**Problem:**
Range to reproduce from the entries below: the line with "are kept separate.", the line with "pub fn sign(&self, string_to_sign: &str, timestamp_ms: u64)", and every line in between. Give them exactly and give nothing else.

**Records:**
+++++

//! HMAC-SHA256 request signing for the Tuya open API

use hmac::{Hmac, Mac};
use sha2::{Digest, Sha256};

type HmacSha256 = Hmac<Sha256>;

/// Signs Tuya API requests with a credential pair.
///
/// The API uses two string-to-sign variants: token acquisition signs
/// `access_id + timestamp` only, every other call signs
/// `access_id + timestamp + string_to_sign`. The remote side validates the
/// digests strictly, so the two variants are kept separate.
#[derive(Debug, Clone)]
pub struct RequestSigner {
    access_id: String,
    access_secret: String,
}

impl RequestSigner {
    pub fn new(access_id: impl Into<String>, access_secret: impl Into<String>) -> Self {
        Self {
            access_id: access_id.into(),
            access_secret: access_secret.into(),
        }
    }

    pub fn access_id(&self) -> &str {
        &self.access_id
    }

    /// Sign a general request: HMAC over `access_id + timestamp + string_to_sign`
    pub fn sign(&self, string_to_sign: &str, timestamp_ms: u64) -> String {
        let message = format!("{}{}{}", self.access_id, timestamp_ms, string_to_sign);
        self.digest(&message)
    }

    /// Sign a token acquisition request: HMAC over `access_id + timestamp`
    pub fn sign_token_request(&self, timestamp_ms: u64) -> String {
        let message = format!("{}{}", self.access_id, timestamp_ms);
        self.digest(&message)
    }

    fn digest(&self, message: &str) -> String {
        let mut mac = HmacSha256::new_from_slice(self.access_secret.as_bytes())
            .expect("HMAC can take key of any size");
        mac.update(message.as_bytes());
        hex::encode(mac.finalize().into_bytes()).to_uppercase()
    }
}

/// String-to-sign for a POST request: `POST\n<sha256(body) hex>\n\n<path>`
///
/// The empty line is the placeholder for signed headers, which this client
/// never uses.
pub fn post_string_to_sign(path: &str, body: &[u8]) -> String {
    let content_hash = hex::encode(Sha256::digest(body));
    format!("POST\n{}\n\n{}", content_hash, path)
}

/// String-to-sign for a parameterless GET request: `GET\n\n\n<path>`
pub fn get_string_to_sign(path: &str) -> String {
    format!("GET\n\n\n{}", path)
}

+++++

**Task answer:**
/// digests strictly, so the two variants are kept separate.
#[derive(Debug, Clone)]
pub struct RequestSigner {
    access_id: String,
    access_secret: String,
}

impl RequestSigner {
    pub fn new(access_id: impl Into<String>, access_secret: impl Into<String>) -> Self {
        Self {
            access_id: access_id.into(),
            access_secret: access_secret.into(),
        }
    }

    pub fn access_id(&self) -> &str {
        &self.access_id
    }

    /// Sign a general request: HMAC over `access_id + timestamp + string_to_sign`
    pub fn sign(&self, string_to_sign: &str, timestamp_ms: u64) -> String {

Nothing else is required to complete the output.